During this time, snail densities peaked, and had terrible effects. A visit to any newly snail-invaded region is a lesson in an ecosystem out of balance: hundreds of bright pink egg masses, containing millions of eggs, can be seen on wooden posts or the trunks of trees near infested ponds and paddy fields. Large patches of rice fields, where the water is deepest, become denuded of rice and other aquatic weeds. Snails, the size of small apples, chew through any remaining green vegetation and decomposing matter at the water’s edges.
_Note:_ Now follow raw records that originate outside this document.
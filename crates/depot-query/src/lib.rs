//! Search and relation-query engine (§4.5): exact/glob/regex package search
//! with fuzzy suggestions, plus the `whoprovides`/`whorequires`/
//! `whoconflicts`/`whoobsoletes` grammar.

#![warn(clippy::all)]
#![allow(clippy::module_name_repetitions)]

pub mod fuzzy;
pub mod pattern;
pub mod relation_query;
pub mod search;

pub use fuzzy::{ratio, DEFAULT_MIN_RATIO};
pub use pattern::Pattern;
pub use relation_query::{who_conflicts, who_obsoletes, who_provides, who_requires, Spec};
pub use search::{search as search_packages, search_installed_suggestions, SearchOutcome, Suggestion};
//! `depot reinstall` (§6), fully specified from `smart/commands/reinstall.py`:
//! searches for each argument, restricts suggestions on a miss to installed
//! packages, skips (rather than fails) a matched-but-not-installed package,
//! and requires at least one owning loader to report the package installed.

use clap::Args;
use depot_policy::InstallPolicy;
use depot_query::search_packages;
use depot_resolver::{solve, Queue, QueueOp};

use crate::commands::{ExitCode, TransactionArgs};
use crate::context::Context;
use crate::output;

/// Arguments for `depot reinstall`.
#[derive(Args, Debug, Clone)]
pub struct ReinstallArgs {
    /// Package names to reinstall.
    #[arg(required = true, value_name = "PACKAGE")]
    pub packages: Vec<String>,

    #[command(flatten)]
    pub transaction: TransactionArgs,
}

/// Runs `depot reinstall`.
pub fn run(args: &ReinstallArgs, ctx: &mut Context) -> ExitCode {
    if args.transaction.explain {
        ctx.config.explain_changesets = true;
    }

    let mut queue = Queue::new();
    for name in &args.packages {
        let outcome = match search_packages(&ctx.cache, name, false) {
            Ok(outcome) => outcome,
            Err(err) => {
                output::error(&err.display_with_suggestions());
                return ExitCode::UserError;
            }
        };

        if outcome.hits.is_empty() {
            let installed_suggestions = depot_query::search_installed_suggestions(&ctx.cache, name);
            let names: Vec<String> = installed_suggestions
                .iter()
                .filter_map(|s| ctx.cache.package(s.package).map(|p| p.name().to_string()))
                .collect();
            output::error(&format!(
                "package '{name}' was not found{}",
                if names.is_empty() { String::new() } else { format!(", did you mean: {}", names.join(", ")) }
            ));
            return ExitCode::UserError;
        }

        for hit in &outcome.hits {
            let Some(pkg) = ctx.cache.package(*hit) else { continue };
            if !pkg.installed() {
                output::warning(&format!("'{}' matches no installed packages", pkg.identity()));
                continue;
            }
            if pkg.loaders().is_empty() {
                output::error(&format!("'{}' is not available for reinstallation", pkg.identity()));
                return ExitCode::UserError;
            }
            queue.insert(*hit, QueueOp::Reinstall);
        }
    }

    if queue.is_empty() {
        output::info("nothing to reinstall");
        return ExitCode::Success;
    }

    let policy = InstallPolicy::new(ctx.locks.clone());
    match solve(&ctx.cache, &queue, &policy, &ctx.priorities()) {
        Ok(changeset) => super::render_plan(ctx, &changeset, &args.transaction),
        Err(err) => {
            output::error(&err.display_with_suggestions());
            ExitCode::UserError
        }
    }
}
Desperate chemical measures
Agrocalidad, Ecuador’s agricultural extension service, has been working with farmers to control snail damage to rice. Experience in Asia had shown that delayed transplanting of rice plants, careful control of water depth, and other cultural control methods could help reduce snail damage. Agrocalidad has shared these methods with tens of thousands of farmers through workshops, talks, theater, videos, posters, and handbooks. However, although Agrocalidad discourages the use of highly toxic insecticides, farmers overwhelmingly used these chemicals, particularly endosulfan, to kill the snails. This reduced snail densities but at high environmental and health costs. Worst of all, farmers noted that the chemicals were also killing their greatest allies—the predatory snail kites. In 2011, the government of Ecuador banned the use of endosulfan, and promoted the use of a more selective molluscicide, methaldehyde—for which the effects on snail kites are still unknown.
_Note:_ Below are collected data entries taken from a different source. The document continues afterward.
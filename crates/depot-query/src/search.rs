//! Package search: exact/glob/regex hits, falling back to fuzzy suggestions (§4.5).

use depot_cache::Cache;
use depot_core::{Package, PackageId, Result};

use crate::fuzzy::{ratio, DEFAULT_MIN_RATIO};
use crate::pattern::Pattern;

/// A fuzzy suggestion: a package name and its similarity ratio to the query.
#[derive(Debug, Clone, PartialEq)]
pub struct Suggestion {
    /// The candidate package.
    pub package: PackageId,
    /// Similarity ratio in `[0, 1]`.
    pub ratio: f64,
}

/// The outcome of a search: exact/glob/regex hits, or — if there were none —
/// fuzzy suggestions ranked by descending ratio.
#[derive(Debug, Clone, Default)]
pub struct SearchOutcome {
    /// Packages whose name matched the pattern.
    pub hits: Vec<PackageId>,
    /// Ranked fuzzy suggestions, populated only when `hits` is empty.
    pub suggestions: Vec<Suggestion>,
}

/// Searches `cache` for packages whose name matches `text`.
///
/// `text` is compiled via [`Pattern::compile`] (exact, glob, or regex per
/// `regex`). On a miss, every known package name is scored against `text`
/// with [`ratio`] and names scoring at or above [`DEFAULT_MIN_RATIO`] are
/// returned as suggestions, installed packages first among ties, then by
/// descending ratio.
pub fn search(cache: &Cache, text: &str, regex: bool) -> Result<SearchOutcome> {
    let pattern = Pattern::compile(text, regex)?;
    let hits: Vec<PackageId> = cache
        .get_packages(None)
        .filter(|p| pattern.matches(p.name()))
        .map(Package::id)
        .collect();
    if !hits.is_empty() {
        return Ok(SearchOutcome { hits, suggestions: Vec::new() });
    }

    let mut suggestions: Vec<Suggestion> = cache
        .get_packages(None)
        .map(|p| Suggestion { package: p.id(), ratio: ratio(text, p.name()) })
        .filter(|s| s.ratio >= DEFAULT_MIN_RATIO)
        .collect();
    suggestions.sort_by(|a, b| b.ratio.partial_cmp(&a.ratio).unwrap_or(std::cmp::Ordering::Equal));
    suggestions.dedup_by_key(|s| s.package);
    Ok(SearchOutcome { hits: Vec::new(), suggestions })
}

/// Like [`search`] but restricted to installed packages, the shape
/// `reinstall` needs when filtering fuzzy suggestions to only installed
/// matches.
pub fn search_installed_suggestions(cache: &Cache, text: &str) -> Vec<Suggestion> {
    let mut suggestions: Vec<Suggestion> = cache
        .get_packages(None)
        .filter(|p| p.installed())
        .map(|p| Suggestion { package: p.id(), ratio: ratio(text, p.name()) })
        .filter(|s| s.ratio >= DEFAULT_MIN_RATIO)
        .collect();
    suggestions.sort_by(|a, b| b.ratio.partial_cmp(&a.ratio).unwrap_or(std::cmp::Ordering::Equal));
    suggestions
}

#[cfg(test)]
mod tests {
    use super::*;
    use depot_core::LoadSink;
    use depot_core::LoaderId;

    fn fixture() -> Cache {
        let mut cache = Cache::new();
        cache.declare_package(LoaderId(0), "foo", "1.0", "", false).unwrap();
        cache.declare_package(LoaderId(0), "foobar", "1.0", "", false).unwrap();
        cache.declare_package(LoaderId(0), "quux", "1.0", "", true).unwrap();
        cache
    }

    #[test]
    fn exact_text_returns_that_package_only() {
        let cache = fixture();
        let outcome = search(&cache, "foo", false).unwrap();
        assert_eq!(outcome.hits.len(), 1);
        assert!(outcome.suggestions.is_empty());
    }

    #[test]
    fn glob_text_returns_every_matching_package() {
        let cache = fixture();
        let outcome = search(&cache, "foo*", false).unwrap();
        assert_eq!(outcome.hits.len(), 2);
    }

    #[test]
    fn miss_falls_back_to_ranked_suggestions() {
        let cache = fixture();
        let outcome = search(&cache, "fo", false).unwrap();
        assert!(outcome.hits.is_empty());
        assert!(!outcome.suggestions.is_empty());
        assert!(outcome.suggestions.windows(2).all(|w| w[0].ratio >= w[1].ratio));
    }

    #[test]
    fn no_suggestion_below_the_ratio_floor() {
        let cache = fixture();
        let outcome = search(&cache, "zzz-nothing-like-it", false).unwrap();
        assert!(outcome.suggestions.is_empty());
    }
}
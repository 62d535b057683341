//! S6: `whoprovides`/`whorequires` against a shared fixture cache.

use depot_query::relation_query::{who_provides, who_requires, Spec};
use depot_test_utils::scenario_cache;

#[test]
fn s6_query_by_whoprovides_regex() {
    let (cache, ids) = scenario_cache();

    let specs = vec![Spec::parse("lib.*").unwrap()];
    let mut hits: Vec<_> = who_provides(&cache, &specs, true).unwrap();
    hits.sort_by_key(|e| e.packages().to_vec());
    let providers: std::collections::BTreeSet<_> =
        hits.iter().flat_map(|e| e.packages().iter().copied()).collect();
    assert!(providers.contains(&ids.lib_a));
    assert!(providers.contains(&ids.lib_b));

    let specs = vec![Spec::parse("libcommon").unwrap()];
    let requirers: Vec<_> = who_requires(&cache, &specs, false).unwrap();
    let by: std::collections::BTreeSet<_> = requirers.iter().flat_map(|e| e.packages().iter().copied()).collect();
    assert_eq!(by.len(), 1);
    assert!(by.contains(&ids.tool_1_0));
}
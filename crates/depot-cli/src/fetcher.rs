//! Mock `Fetcher` port implementation (§6).
//!
//! Real network/checksum/decompression fetching is out of scope; this
//! fetcher reports every enqueued item as already fetched to the path it was
//! requested at, so the execution-preview modes (`--urls`, `--metalink`,
//! `--download`, `--stepped`) have something to render against.

#![allow(dead_code)]

use std::path::PathBuf;

use depot_core::{FetchItem, FetchStatus, Fetcher, Progress};

#[derive(Debug, Clone)]
struct MockFetchItem {
    url: String,
    target: PathBuf,
}

impl FetchItem for MockFetchItem {
    fn status(&self) -> FetchStatus {
        FetchStatus::Succeeded
    }

    fn url(&self) -> &str {
        &self.url
    }

    fn failed_reason(&self) -> Option<&str> {
        None
    }

    fn target_path(&self) -> Option<&std::path::Path> {
        Some(&self.target)
    }
}

/// A fetcher that records enqueued items and reports them as successful
/// without performing any I/O.
#[derive(Debug, Default)]
pub struct MockFetcher {
    items: Vec<MockFetchItem>,
}

impl Fetcher for MockFetcher {
    fn reset(&mut self) {
        self.items.clear();
    }

    fn enqueue(
        &mut self,
        url: &str,
        _md5: Option<&str>,
        _sha1: Option<&str>,
        _uncomp_md5: Option<&str>,
        _uncomp: bool,
    ) -> Box<dyn FetchItem> {
        let target = PathBuf::from("/dev/null").join(url.rsplit('/').next().unwrap_or(url));
        let item = MockFetchItem { url: url.to_string(), target };
        self.items.push(item.clone());
        Box::new(item)
    }

    fn run(&mut self, progress: &mut dyn Progress) {
        progress.add(self.items.len() as u64);
    }
}
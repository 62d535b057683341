//! `package-priorities`: `name -> alias-or-wildcard -> integer` (§4.6).
//!
//! Shape and lookup order follow the persisted priority map: an exact
//! `(name, alias)` entry wins; failing that, `(name, "")` (the wildcard,
//! displayed to users as `*`) applies; failing that, the policy's default.

use std::sync::Arc;

use depot_core::AHashMap;

/// The wildcard alias key, matching any channel.
pub const WILDCARD: &str = "";

/// Per-package, per-channel priority overrides.
#[derive(Debug, Clone, Default)]
pub struct ChannelPriorities {
    table: AHashMap<Arc<str>, AHashMap<Arc<str>, i64>>,
    default_priority: i64,
}

impl ChannelPriorities {
    /// Builds a priority table with the given fallback for unlisted packages.
    #[must_use]
    pub fn new(default_priority: i64) -> Self {
        Self { table: AHashMap::default(), default_priority }
    }

    /// Sets the priority for `name` on `alias` (`""` for the wildcard).
    pub fn set(&mut self, name: impl Into<Arc<str>>, alias: impl Into<Arc<str>>, priority: i64) {
        self.table.entry(name.into()).or_default().insert(alias.into(), priority);
    }

    /// Resolves the priority for `name` declared by channel `alias`: an exact
    /// `(name, alias)` entry, then `(name, "")`, then the default.
    #[must_use]
    pub fn priority_for(&self, name: &str, alias: &str) -> i64 {
        let Some(by_alias) = self.table.get(name) else { return self.default_priority };
        if let Some(p) = by_alias.get(alias) {
            return *p;
        }
        by_alias.get(WILDCARD).copied().unwrap_or(self.default_priority)
    }
}

#[cfg(test)]
mod tests {
    use super::*;

    #[test]
    fn exact_alias_wins_over_wildcard() {
        let mut p = ChannelPriorities::new(0);
        p.set("foo", "", 10);
        p.set("foo", "stable", 50);
        assert_eq!(p.priority_for("foo", "stable"), 50);
        assert_eq!(p.priority_for("foo", "testing"), 10);
    }

    #[test]
    fn unlisted_package_gets_the_default() {
        let p = ChannelPriorities::new(7);
        assert_eq!(p.priority_for("unknown", "stable"), 7);
    }
}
Overall, 2013 seems to have seen a decline in snail numbers in some affected areas, particularly in fields at higher elevations. However, a large part of Ecuador’s rice is produced during the dry summer months (June-December) in vegas. Vegas are natural wetlands that are completely flooded for 6 months of the year. In June-July, the water recedes, and farmers track the water levels and plant their rice in a sequential manner in areas of shallow water. This results in an attractive rice landscape with rice of different stages in natural patterns (a system called arroz escalonado or stepped rice). Apple snails in vega systems have remained at very high densities and continue to damage rice significantly. Furthermore, these habitats are highly vulnerable to agrochemicals because they are the natural habitat for a diversity of amphibians, fish, birds, and other fauna and flora.
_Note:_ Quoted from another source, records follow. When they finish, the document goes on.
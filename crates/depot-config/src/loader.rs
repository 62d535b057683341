//! Locates and persists the state tree on disk (§6).

use std::path::{Path, PathBuf};

use depot_core::{Error, Result};
use directories::ProjectDirs;

use crate::state::ConfigState;

/// Resolves the on-disk path for the persisted state tree and loads/saves it.
#[derive(Debug)]
pub struct StateStore {
    path: PathBuf,
}

impl StateStore {
    /// A store rooted at an explicit path, e.g. for tests or `--config-file`.
    #[must_use]
    pub fn at(path: impl Into<PathBuf>) -> Self {
        Self { path: path.into() }
    }

    /// A store at the platform's standard config location
    /// (`~/.config/depot/state.json` on Linux, the platform equivalent
    /// elsewhere), following `directories::ProjectDirs`'s qualifier/
    /// organization/application triple convention.
    #[must_use]
    pub fn standard() -> Self {
        let path = ProjectDirs::from("dev", "depot", "depot")
            .map_or_else(|| PathBuf::from("depot-state.json"), |dirs| dirs.config_dir().join("state.json"));
        Self { path }
    }

    /// The resolved path this store reads and writes.
    #[must_use]
    pub fn path(&self) -> &Path {
        &self.path
    }

    /// Loads the state tree, defaulting to an empty one if the file doesn't exist yet.
    pub fn load(&self) -> Result<ConfigState> {
        if !self.path.exists() {
            return Ok(ConfigState::default());
        }
        let text = std::fs::read_to_string(&self.path).map_err(|e| Error::config(e.to_string()))?;
        let state = ConfigState::from_str(&text)?;
        state.validate()?;
        Ok(state)
    }

    /// Persists the state tree, creating parent directories as needed.
    pub fn save(&self, state: &ConfigState) -> Result<()> {
        state.validate()?;
        if let Some(parent) = self.path.parent() {
            std::fs::create_dir_all(parent).map_err(|e| Error::config(e.to_string()))?;
        }
        let text = state.to_string_pretty()?;
        std::fs::write(&self.path, text).map_err(|e| Error::config(e.to_string()))
    }
}

#[cfg(test)]
mod tests {
    use super::*;
    use crate::channel::ChannelRecord;

    #[test]
    fn loading_a_missing_file_yields_defaults() {
        let dir = tempfile::tempdir().unwrap();
        let store = StateStore::at(dir.path().join("state.json"));
        let state = store.load().unwrap();
        assert!(state.channels.is_empty());
    }

    #[test]
    fn save_then_load_round_trips() {
        let dir = tempfile::tempdir().unwrap();
        let store = StateStore::at(dir.path().join("state.json"));

        let mut state = ConfigState::default();
        state.channels.insert(
            "main".to_string(),
            ChannelRecord {
                kind: "local".to_string(),
                alias: "main".to_string(),
                name: "Main".to_string(),
                description: String::new(),
                priority: 10,
                manual: true,
                removable: true,
                extra: std::collections::BTreeMap::new(),
            },
        );
        store.save(&state).unwrap();

        let reloaded = store.load().unwrap();
        assert!(reloaded.channels.contains_key("main"));
    }
}
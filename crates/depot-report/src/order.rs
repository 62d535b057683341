//! Topological execution ordering over a changeset (§4.9).

use std::collections::HashMap;
use std::fmt;

use depot_cache::Cache;
use depot_core::PackageId;
use depot_resolver::{ChangeOp, Changeset};
use petgraph::algo::{tarjan_scc, toposort};
use petgraph::graph::{DiGraph, NodeIndex};

/// The operation a single execution step performs.
#[derive(Debug, Clone, Copy, PartialEq, Eq)]
pub enum Op {
    /// Install this identity.
    Install,
    /// Remove this identity.
    Remove,
    /// Remove then install this identity unchanged.
    Reinstall,
}

impl fmt::Display for Op {
    fn fmt(&self, f: &mut fmt::Formatter<'_>) -> fmt::Result {
        let s = match self {
            Self::Install => "install",
            Self::Remove => "remove",
            Self::Reinstall => "reinstall",
        };
        write!(f, "{s}")
    }
}

/// A single backend-executable step: the operation, and the package it acts on.
#[derive(Debug, Clone, Copy, PartialEq, Eq)]
pub struct Step {
    /// The operation to perform.
    pub op: Op,
    /// The package the operation acts on.
    pub package: PackageId,
}

/// Builds the ordered execution plan for `changeset`: a sequence of stages,
/// each a group of [`Step`]s that may be (and normally are) a single step.
/// A stage with more than one step is a cycle that must be executed
/// atomically as a group.
#[must_use]
pub fn order(cache: &Cache, changeset: &Changeset) -> Vec<Vec<Step>> {
    let mut graph = DiGraph::<PackageId, ()>::new();
    let mut nodes: HashMap<PackageId, NodeIndex> = HashMap::new();
    let mut ops: HashMap<PackageId, Op> = HashMap::new();

    for (id, change) in changeset.iter() {
        let op = match change {
            ChangeOp::Install => Op::Install,
            ChangeOp::Remove => Op::Remove,
            ChangeOp::Reinstall => Op::Reinstall,
            ChangeOp::Keep => continue,
        };
        ops.insert(id, op);
        nodes.insert(id, graph.add_node(id));
    }

    let installing: Vec<PackageId> = ops
        .iter()
        .filter(|(_, op)| matches!(op, Op::Install | Op::Reinstall))
        .map(|(id, _)| *id)
        .collect();
    let removing: Vec<PackageId> = ops.iter().filter(|(_, op)| **op == Op::Remove).map(|(id, _)| *id).collect();

    // All installs of a package's requires precede its install.
    for &p in &installing {
        let Some(pkg) = cache.package(p) else { continue };
        for &q in &installing {
            if p == q {
                continue;
            }
            let Some(qpkg) = cache.package(q) else { continue };
            let pulled_in = pkg.requires().iter().any(|dep| qpkg.provides().iter().any(|prov| dep.matches(prov)));
            if pulled_in {
                graph.add_edge(nodes[&q], nodes[&p], ());
            }
        }
    }

    // All removes of a package's obsoleters/conflicters precede its install.
    for &p in &installing {
        let Some(pkg) = cache.package(p) else { continue };
        for &r in &removing {
            let Some(rpkg) = cache.package(r) else { continue };
            let blocks = pkg.conflicts().iter().any(|dep| rpkg.provides().iter().any(|prov| dep.matches(prov)))
                || rpkg.conflicts().iter().any(|dep| pkg.provides().iter().any(|prov| dep.matches(prov)))
                || pkg.obsoletes().iter().any(|dep| rpkg.provides().iter().any(|prov| dep.matches(prov)))
                || pkg.name() == rpkg.name();
            if blocks {
                graph.add_edge(nodes[&r], nodes[&p], ());
            }
        }
    }

    // Removes are ordered after every package that required them is also removed.
    for &r in &removing {
        let Some(rpkg) = cache.package(r) else { continue };
        for &x in &removing {
            if r == x {
                continue;
            }
            let Some(xpkg) = cache.package(x) else { continue };
            let x_required_r = xpkg.requires().iter().any(|dep| rpkg.provides().iter().any(|prov| dep.matches(prov)));
            if x_required_r {
                graph.add_edge(nodes[&x], nodes[&r], ());
            }
        }
    }

    let stages: Vec<Vec<PackageId>> = match toposort(&graph, None) {
        Ok(order) => order.into_iter().map(|n| vec![graph[n]]).collect(),
        Err(_) => {
            // A cycle exists: fall back to grouping each strongly connected
            // component into one atomic stage. `tarjan_scc` yields components
            // in reverse topological order, so components earlier in its
            // output depend on components later in it; reverse to execute
            // sources first.
            let mut sccs: Vec<Vec<PackageId>> =
                tarjan_scc(&graph).into_iter().map(|nodes| nodes.into_iter().map(|n| graph[n]).collect()).collect();
            for scc in &mut sccs {
                scc.sort();
            }
            sccs.reverse();
            sccs
        }
    };

    stages
        .into_iter()
        .map(|stage| stage.into_iter().map(|id| Step { op: ops[&id], package: id }).collect())
        .collect()
}

#[cfg(test)]
mod tests {
    use super::*;
    use depot_test_utils::scenario_cache;

    #[test]
    fn requirement_install_precedes_dependent_install() {
        let (cache, ids) = scenario_cache();
        let mut cs = Changeset::new();
        cs.set(ids.bar_2_0, ChangeOp::Install);
        cs.set(ids.libx_1_2, ChangeOp::Install);

        let stages = order(&cache, &cs);
        let flat: Vec<PackageId> = stages.iter().flatten().map(|s| s.package).collect();
        let libx_pos = flat.iter().position(|&id| id == ids.libx_1_2).unwrap();
        let bar_pos = flat.iter().position(|&id| id == ids.bar_2_0).unwrap();
        assert!(libx_pos < bar_pos, "libx must be installed before bar depends on it");
    }

    #[test]
    fn same_name_remove_precedes_install() {
        let (cache, ids) = scenario_cache();
        let mut cs = Changeset::new();
        cs.set(ids.baz_2_0, ChangeOp::Install);
        cs.set(ids.baz_1_0, ChangeOp::Remove);

        let stages = order(&cache, &cs);
        let flat: Vec<PackageId> = stages.iter().flatten().map(|s| s.package).collect();
        let remove_pos = flat.iter().position(|&id| id == ids.baz_1_0).unwrap();
        let install_pos = flat.iter().position(|&id| id == ids.baz_2_0).unwrap();
        assert!(remove_pos < install_pos, "the old identity must be removed before the new one is installed");
    }
}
For scientists, the events in Ecuador are an opportunity to better understand how snails invade rice and how predators and prey interact with each other. Continued monitoring of the situation will highly benefit both scientists and farmers, and could help predict future effects and help design management options as apple snails continue to invade new areas.
Above all, the tremendous negative impact of the invasive apple snail on the Ecuadorean rice sector, despite the presence of a key predator, should encourage snail-free rice-producing countries to be vigilant against possible infestation by tightening quarantine regulations and banning the trade and import of exotic snails. The best way by far to avoid apple snail damage is to ensure that these voracious snails are not introduced to any new regions, where, without natural predators such as snail kites, losses to the rice sector could be even more severe than those experienced in Ecuador.